Inflamm Res. 2008 Jun;57(6):260-5
Authors: Lu Y, Wang WJ, Leng JH, Cheng LF, Feng L, Yao HP

OBJECTIVE: To determine the effects of triptolide (TP) on the expression of interleukin-18 (IL-18) and its receptor in phorbol 12-myristate 13-acetate (PMA)-stimulated rheumatoid arthritis synovial fibroblasts (RASF). MATERIALS AND METHODS: RASF were obtained from the synovial tissue of patients with RA. RASF were pretreated with TP (0~100 ng/ml) for 2 h before stimulation with PMA (50 ng/ml).

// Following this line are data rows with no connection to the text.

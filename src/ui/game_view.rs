use crate::game::{Board, Cell, GameStatus, Player, COLS, ROWS};
use crate::session::{OpponentMode, Session};
use ratatui::{
    layout::{Alignment, Constraint, Direction, Layout, Rect},
    style::{Color, Modifier, Style},
    text::{Line, Span},
    widgets::{Block, Borders, Paragraph},
    Frame,
};

fn player_color(player: Player) -> Color {
    match player {
        Player::One => Color::Red,
        Player::Two => Color::Yellow,
    }
}

pub fn render(
    frame: &mut Frame,
    session: &Session,
    selected_column: usize,
    message: &Option<String>,
) {
    let chunks = Layout::default()
        .direction(Direction::Vertical)
        .constraints([
            Constraint::Length(3), // Header
            Constraint::Length(3), // Scores
            Constraint::Min(11),   // Board
            Constraint::Length(3), // Message
            Constraint::Length(4), // Controls
        ])
        .split(frame.area());

    render_header(frame, session, chunks[0]);
    render_scores(frame, session, chunks[1]);
    render_board(frame, session.board(), selected_column, chunks[2]);
    render_message(frame, message, chunks[3]);
    render_controls(frame, chunks[4]);
}

fn render_header(frame: &mut Frame, session: &Session, area: Rect) {
    let opponent = match session.mode() {
        OpponentMode::HumanVsHuman => session.mode().label().to_string(),
        OpponentMode::HumanVsMachine => {
            format!("{} ({})", session.mode().label(), session.difficulty())
        }
    };

    let (status, color) = match session.status() {
        GameStatus::InProgress => {
            let player = session.current_player();
            let thinking = if session.has_pending_machine_move() {
                " (thinking...)"
            } else {
                ""
            };
            (
                format!("{}'s Turn{}  |  {}", player.name(), thinking, opponent),
                player_color(player),
            )
        }
        GameStatus::Won(player) => (
            format!("{} wins!  |  {}", player.name(), opponent),
            player_color(player),
        ),
        GameStatus::Draw => (format!("Draw  |  {}", opponent), Color::White),
    };

    let header = Paragraph::new(status)
        .style(Style::default().fg(color).add_modifier(Modifier::BOLD))
        .alignment(Alignment::Center)
        .block(Block::default().borders(Borders::ALL).title("Drop Four"));

    frame.render_widget(header, area);
}

fn render_scores(frame: &mut Frame, session: &Session, area: Rect) {
    let scores = session.scores();
    let score_span = |player: Player| {
        Span::styled(
            format!("{}: {}", player.name(), scores.get(player)),
            Style::default().fg(player_color(player)),
        )
    };
    let line = Line::from(vec![
        score_span(Player::One),
        Span::raw("  |  "),
        score_span(Player::Two),
    ]);

    let widget = Paragraph::new(line)
        .alignment(Alignment::Center)
        .block(Block::default().borders(Borders::ALL).title("Score"));
    frame.render_widget(widget, area);
}

fn render_board(frame: &mut Frame, board: &Board, selected_column: usize, area: Rect) {
    let mut lines = Vec::new();

    // Column numbers with selection indicator
    let mut col_line = vec![Span::raw("   ")]; // Padding (3 chars to match "  ║")
    for col in 0..COLS {
        if col == selected_column {
            col_line.push(Span::styled(
                format!(" {} ", col + 1),
                Style::default()
                    .fg(Color::Cyan)
                    .add_modifier(Modifier::BOLD | Modifier::UNDERLINED),
            ));
        } else {
            col_line.push(Span::raw(format!(" {} ", col + 1)));
        }
    }
    col_line.push(Span::raw("  ")); // Suffix padding to match " ║"
    lines.push(Line::from(col_line));

    lines.push(Line::from("  ╔══════════════════════╗"));

    for row in 0..ROWS {
        let mut row_spans = vec![Span::raw("  ║")];

        for col in 0..COLS {
            let (symbol, color) = match board.get(row, col) {
                Cell::Empty => (" . ", Color::DarkGray),
                Cell::Occupied(player) => (" ● ", player_color(player)),
            };
            row_spans.push(Span::styled(symbol, Style::default().fg(color)));
        }

        row_spans.push(Span::raw(" ║"));
        lines.push(Line::from(row_spans));
    }

    lines.push(Line::from("  ╚══════════════════════╝"));

    let board_widget = Paragraph::new(lines).alignment(Alignment::Center);
    frame.render_widget(board_widget, area);
}

fn render_message(frame: &mut Frame, message: &Option<String>, area: Rect) {
    let text = message.as_deref().unwrap_or("");
    let msg_widget = Paragraph::new(text)
        .style(Style::default().fg(Color::Yellow))
        .alignment(Alignment::Center)
        .block(Block::default().borders(Borders::ALL));

    frame.render_widget(msg_widget, area);
}

fn render_controls(frame: &mut Frame, area: Rect) {
    let line1 = Line::from("←/→: Move  |  Enter: Drop  |  R: Restart  |  Q: Quit");
    let line2 = Line::from("M: Toggle opponent  |  1 Easy  2 Medium  3 Hard");

    let controls = Paragraph::new(vec![line1, line2])
        .alignment(Alignment::Center)
        .block(Block::default().borders(Borders::ALL).title("Controls"));

    frame.render_widget(controls, area);
}
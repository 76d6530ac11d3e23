//! Core Connect Four rules: board representation, player identities, and the
//! game state machine.

mod board;
mod player;
mod state;

pub use board::{is_valid_cell, Board, Cell, COLS, ROWS};
pub use player::Player;
pub use state::{GameState, GameStatus, Placement};
use super::{Board, Player};
use crate::error::MoveError;

#[derive(Debug, Clone, Copy, PartialEq, Eq)]
pub enum GameStatus {
    InProgress,
    Won(Player),
    Draw,
}

impl GameStatus {
    /// Won and Draw are terminal; only a reset leaves them.
    pub fn is_terminal(self) -> bool {
        !matches!(self, GameStatus::InProgress)
    }
}

/// Where a token landed and who placed it.
#[derive(Debug, Clone, Copy, PartialEq, Eq)]
pub struct Placement {
    pub row: usize,
    pub col: usize,
    pub player: Player,
}

#[derive(Debug, Clone, Copy, PartialEq, Eq)]
pub struct GameState {
    board: Board,
    current_player: Player,
    status: GameStatus,
}

impl GameState {
    /// Create initial game state
    pub fn initial() -> Self {
        GameState {
            board: Board::new(),
            current_player: Player::One, // One starts
            status: GameStatus::InProgress,
        }
    }

    /// Get current player
    pub fn current_player(&self) -> Player {
        self.current_player
    }

    /// Get reference to board
    pub fn board(&self) -> &Board {
        &self.board
    }

    pub fn status(&self) -> GameStatus {
        self.status
    }

    /// Check if game is over
    pub fn is_terminal(&self) -> bool {
        self.status.is_terminal()
    }

    /// Get list of legal columns (not full), empty once the game is over
    pub fn legal_columns(&self) -> Vec<usize> {
        if self.is_terminal() {
            return Vec::new();
        }
        self.board.legal_columns()
    }

    /// Apply a move for the current player and return the new state
    pub fn apply_move(&self, column: usize) -> Result<(GameState, Placement), MoveError> {
        let mut next = *self;
        let placement = next.apply_move_mut(column)?;
        Ok((next, placement))
    }

    /// Apply a move for the current player in place.
    ///
    /// Win is checked before draw, so a final move that both fills the board
    /// and completes a line is a win. The turn passes only while the game is
    /// still in progress. On error nothing changes.
    pub fn apply_move_mut(&mut self, column: usize) -> Result<Placement, MoveError> {
        if self.is_terminal() {
            return Err(MoveError::GameOver);
        }

        let player = self.current_player;
        let row = self.board.drop_piece(column, player)?;

        if self.board.check_win(row, column, player) {
            self.status = GameStatus::Won(player);
        } else if self.board.check_draw() {
            self.status = GameStatus::Draw;
        } else {
            self.current_player = player.other();
        }

        Ok(Placement {
            row,
            col: column,
            player,
        })
    }
}

impl Default for GameState {
    fn default() -> Self {
        Self::initial()
    }
}

#[cfg(test)]
mod tests {
    use super::*;
    use crate::game::Cell;

    /// Alternating sequence that fills the board without any line of four.
    const DRAW_SEQUENCE: [usize; 42] = [
        3, 3, 3, 3, 3, 3, 2, 2, 2, 2, 2, 2, 4, 4, 4, 4, 4, 4, 0, 1, 1, 1, 1, 1, 1, 5, 5, 5, 5,
        5, 5, 0, 0, 0, 0, 0, 6, 6, 6, 6, 6, 6,
    ];

    /// Same opening, but the 42nd move (by Player Two) completes a line.
    const FULL_BOARD_WIN_SEQUENCE: [usize; 42] = [
        3, 3, 3, 3, 3, 3, 2, 2, 2, 2, 2, 2, 4, 4, 4, 4, 4, 4, 0, 1, 1, 1, 1, 1, 1, 5, 5, 5, 5,
        5, 5, 0, 6, 0, 6, 6, 0, 6, 0, 6, 0, 6,
    ];

    fn play(sequence: &[usize]) -> GameState {
        let mut state = GameState::initial();
        for &col in sequence {
            state.apply_move_mut(col).unwrap();
        }
        state
    }

    #[test]
    fn test_initial_state() {
        let state = GameState::initial();
        assert_eq!(state.current_player(), Player::One);
        assert!(!state.is_terminal());
        assert_eq!(state.status(), GameStatus::InProgress);
        assert_eq!(state.legal_columns().len(), 7);
    }

    #[test]
    fn test_apply_move() {
        let state = GameState::initial();
        let (new_state, placement) = state.apply_move(3).unwrap();

        assert_eq!(
            placement,
            Placement {
                row: 5,
                col: 3,
                player: Player::One
            }
        );
        assert_eq!(new_state.current_player(), Player::Two);
        assert_eq!(new_state.board().get(5, 3), Cell::Occupied(Player::One));
        assert_eq!(state.board().token_count(), 0);
    }

    #[test]
    fn test_rejected_move_changes_nothing() {
        let mut state = play(&[0, 0, 0, 0, 0, 0]);
        let before = state;
        assert_eq!(state.apply_move_mut(0), Err(MoveError::ColumnFull(0)));
        assert_eq!(state.apply_move_mut(9), Err(MoveError::InvalidColumn(9)));
        assert_eq!(state, before);
    }

    #[test]
    fn test_win_detection() {
        let mut state = GameState::initial();

        // One wins with horizontal line
        for col in 0..4 {
            state.apply_move_mut(col).unwrap(); // One
            if col < 3 {
                state.apply_move_mut(col).unwrap(); // Two (row above)
            }
        }

        assert!(state.is_terminal());
        assert_eq!(state.status(), GameStatus::Won(Player::One));
        assert_eq!(state.current_player(), Player::One);
        assert!(state.legal_columns().is_empty());
        assert_eq!(state.apply_move_mut(6), Err(MoveError::GameOver));
    }

    #[test]
    fn test_draw() {
        let state = play(&DRAW_SEQUENCE[..41]);
        assert_eq!(state.status(), GameStatus::InProgress);

        let mut state = state;
        state.apply_move_mut(DRAW_SEQUENCE[41]).unwrap();
        assert_eq!(state.status(), GameStatus::Draw);
        assert!(state.board().is_full());
    }

    #[test]
    fn test_full_board_with_line_is_a_win() {
        let state = play(&FULL_BOARD_WIN_SEQUENCE);
        assert!(state.board().is_full());
        assert_eq!(state.status(), GameStatus::Won(Player::Two));
    }
}
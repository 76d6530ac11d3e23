use crate::game::{Board, Player};
use rand::rngs::StdRng;
use rand::Rng;
use rand::SeedableRng;

use super::agent::Agent;

/// An agent that selects uniformly at random from open columns (easy).
pub struct RandomAgent {
    rng: StdRng,
}

impl RandomAgent {
    pub fn new() -> Self {
        RandomAgent {
            rng: StdRng::from_os_rng(),
        }
    }

    /// Reproducible agent for tests and seeded sessions.
    pub fn with_seed(seed: u64) -> Self {
        RandomAgent {
            rng: StdRng::seed_from_u64(seed),
        }
    }
}

impl Default for RandomAgent {
    fn default() -> Self {
        Self::new()
    }
}

impl Agent for RandomAgent {
    fn select_column(&mut self, board: &Board, _player: Player) -> Option<usize> {
        let columns = board.legal_columns();
        if columns.is_empty() {
            return None;
        }
        let idx = self.rng.random_range(0..columns.len());
        Some(columns[idx])
    }

    fn name(&self) -> &str {
        "Random"
    }
}

#[cfg(test)]
mod tests {
    use super::*;
    use crate::game::{GameState, ROWS};

    #[test]
    fn test_random_agent_selects_legal_column() {
        let mut agent = RandomAgent::new();
        let mut board = Board::new();
        for _ in 0..ROWS {
            board.drop_piece(3, Player::One).unwrap();
        }
        let legal = board.legal_columns();

        for _ in 0..100 {
            let col = agent.select_column(&board, Player::Two).unwrap();
            assert!(legal.contains(&col), "Column {} is not legal", col);
        }
    }

    #[test]
    fn test_random_agent_covers_all_columns() {
        let mut agent = RandomAgent::with_seed(11);
        let mut seen = [false; 7];
        for _ in 0..500 {
            seen[agent.select_column(&Board::new(), Player::Two).unwrap()] = true;
        }
        assert!(seen.iter().all(|&s| s));
    }

    #[test]
    fn test_random_agent_plays_full_game() {
        let mut agent1 = RandomAgent::new();
        let mut agent2 = RandomAgent::new();
        let mut state = GameState::initial();

        while !state.is_terminal() {
            let player = state.current_player();
            let col = if player == Player::One {
                agent1.select_column(state.board(), player)
            } else {
                agent2.select_column(state.board(), player)
            };
            state.apply_move_mut(col.unwrap()).unwrap();
        }

        assert!(state.is_terminal());
    }

    #[test]
    fn test_seeded_agents_agree() {
        let mut a = RandomAgent::with_seed(3);
        let mut b = RandomAgent::with_seed(3);
        for _ in 0..20 {
            assert_eq!(
                a.select_column(&Board::new(), Player::Two),
                b.select_column(&Board::new(), Player::Two)
            );
        }
    }

    #[test]
    fn test_full_board_has_no_move() {
        let mut board = Board::new();
        for col in 0..7 {
            for _ in 0..ROWS {
                board.drop_piece(col, Player::One).unwrap();
            }
        }
        assert_eq!(RandomAgent::new().select_column(&board, Player::Two), None);
    }

    #[test]
    fn test_random_agent_name() {
        let agent = RandomAgent::new();
        assert_eq!(agent.name(), "Random");
    }
}
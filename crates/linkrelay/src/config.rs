//! Process configuration from flags and environment variables.
//!
//! Every field can be set either way; environment variables are read
//! after an optional `.env` file has been loaded.

use std::time::Duration;

use clap::Parser;
use linkrelay_delivery::{QueueConfig, WebhookConfig};
use linkrelay_session::PresenceConfig;
use linkrelay_store::PostgrestConfig;

use crate::RelayError;

/// linkrelay: keeps one messaging session alive and relays its traffic.
#[derive(Parser, Debug, Clone, PartialEq, Eq)]
#[command(name = "linkrelay")]
pub struct RelayConfig {
    /// Base URL of the REST key-value service
    #[arg(long, env = "STORE_URL")]
    pub store_url: Option<String>,

    /// API key for the key-value service (required with STORE_URL)
    #[arg(long, env = "STORE_KEY", hide_env_values = true)]
    pub store_key: Option<String>,

    /// Session id under which credentials are stored
    #[arg(long, env = "SESSION_ID", default_value = "main")]
    pub session_id: String,

    /// Relation holding credential blobs
    #[arg(long, env = "AUTH_TABLE", default_value = "auth_data")]
    pub auth_table: String,

    /// Relation receiving message records
    #[arg(long, env = "MESSAGES_TABLE", default_value = "messages")]
    pub messages_table: String,

    /// Relation receiving connection lifecycle rows
    #[arg(long, env = "CONNECTION_LOG_TABLE", default_value = "connection_logs")]
    pub connection_log_table: String,

    /// Webhook endpoints, comma separated
    #[arg(long, env = "WEBHOOK_URLS", value_delimiter = ',')]
    pub webhook_urls: Vec<String>,

    /// Per-request webhook timeout in milliseconds
    #[arg(long, env = "WEBHOOK_TIMEOUT_MS", default_value = "30000")]
    pub webhook_timeout_ms: u64,

    /// Interval between presence announcements in milliseconds
    #[arg(long, env = "PRESENCE_INTERVAL_MS", default_value = "30000")]
    pub presence_interval_ms: u64,

    /// Minimum gap between outbound sends in milliseconds
    #[arg(long, env = "QUEUE_PACING_MS", default_value = "500")]
    pub queue_pacing_ms: u64,

    /// Log level (trace, debug, info, warn, error)
    #[arg(long, env = "LOG_LEVEL", default_value = "info")]
    pub log_level: String,
}

impl RelayConfig {
    /// Loads `.env` if present, then parses flags and environment.
    pub fn load() -> Self {
        let _ = dotenvy::dotenv();
        Self::parse()
    }

    /// Checks combinations clap can't express.
    pub fn validate(&self) -> Result<(), RelayError> {
        if self.store_url.is_some() && self.store_key.as_deref().is_none_or(str::is_empty) {
            return Err(RelayError::Config("STORE_KEY is required with STORE_URL".into()));
        }
        if self.session_id.trim().is_empty() {
            return Err(RelayError::Config("SESSION_ID must not be empty".into()));
        }
        if let Some(bad) = self
            .webhook_urls()
            .find(|url| !(url.starts_with("http://") || url.starts_with("https://")))
        {
            return Err(RelayError::Config(format!("webhook url is not http(s): {bad}")));
        }
        Ok(())
    }

    /// Configured webhook endpoints with blanks removed.
    pub fn webhook_urls(&self) -> impl Iterator<Item = &str> {
        self.webhook_urls
            .iter()
            .map(|u| u.trim())
            .filter(|u| !u.is_empty())
    }

    /// The key-value service settings, if a store is configured.
    pub fn postgrest(&self) -> Option<PostgrestConfig> {
        let url = self.store_url.as_ref()?;
        let key = self.store_key.as_ref()?;
        let mut config = PostgrestConfig::new(url.clone(), key.clone());
        config.table = self.auth_table.clone();
        Some(config)
    }

    pub fn webhook_config(&self) -> WebhookConfig {
        WebhookConfig {
            timeout: Duration::from_millis(self.webhook_timeout_ms),
            ..WebhookConfig::default()
        }
    }

    pub fn presence_config(&self) -> PresenceConfig {
        PresenceConfig {
            interval: Duration::from_millis(self.presence_interval_ms),
        }
    }

    pub fn queue_config(&self) -> QueueConfig {
        QueueConfig {
            pacing: Duration::from_millis(self.queue_pacing_ms),
        }
    }
}

#[cfg(test)]
mod tests {
    use super::*;

    fn parse(args: &[&str]) -> RelayConfig {
        RelayConfig::try_parse_from(std::iter::once("linkrelay").chain(args.iter().copied()))
            .unwrap()
    }

    #[test]
    fn test_defaults_match_production_constants() {
        let config = parse(&["--session-id", "main"]);

        assert_eq!(config.presence_config().interval, Duration::from_secs(30));
        assert_eq!(config.queue_config().pacing, Duration::from_millis(500));
        assert_eq!(config.webhook_config().timeout, Duration::from_secs(30));
        assert_eq!(config.webhook_config().max_attempts, 3);
    }

    #[test]
    fn test_webhook_urls_split_on_commas() {
        let config = parse(&["--webhook-urls", "https://a.example/hook, https://b.example/hook,"]);

        let urls: Vec<&str> = config.webhook_urls().collect();
        assert_eq!(urls, vec!["https://a.example/hook", "https://b.example/hook"]);
        assert!(config.validate().is_ok());
    }

    #[test]
    fn test_validate_rejects_store_url_without_key() {
        let mut config = parse(&[]);
        config.store_url = Some("https://db.example".into());
        config.store_key = None;

        assert!(matches!(config.validate(), Err(RelayError::Config(_))));
    }

    #[test]
    fn test_validate_rejects_non_http_webhook() {
        let config = parse(&["--webhook-urls", "ftp://nope"]);
        assert!(matches!(config.validate(), Err(RelayError::Config(_))));
    }

    #[test]
    fn test_postgrest_uses_auth_table() {
        let mut config = parse(&["--auth-table", "creds"]);
        config.store_url = Some("https://db.example".into());
        config.store_key = Some("key".into());

        let pg = config.postgrest().unwrap();
        assert_eq!(pg.table, "creds");
        assert_eq!(pg.base_url, "https://db.example");
    }
}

The bioactivity of IL-18 in the supernatant was detected based on IFN-gamma secretion from IL-18-responding human myelomonocytic KG-1 cells. IL-18 level was analyzed by ELISA. In situ expression of IL-18Ralpha was determined by immunofluorescence assay. To estimate the protein and mRNA expression of IL-18 and IL-18Ralpha in RASF, western blot and quantitative RT-PCR were performed. Nuclear factor-kappaB (NF-kappaB) activity in the whole-cell extract of treated RASF was also measured using an ELISA-based method. RESULTS: TP effectively inhibited the bioactivity of IL-18 in PMA-stimulated RASF. The expression of IL-18 and IL-18R at protein and gene levels was reduced by TP. NF-kappaB activity in PMA-stimulated RASF was profoundly suppressed by TP. These effects showed a high correlation with TP concentration (0~100 ng/ml). CONCLUSION: TP effectively inhibited the expression of IL-18 and its receptor in PMA-stimulated RASF. These results suggest a mechanism of TP in RA therapy.

PMID: 18516710 [PubMed – indexed for MEDLINE]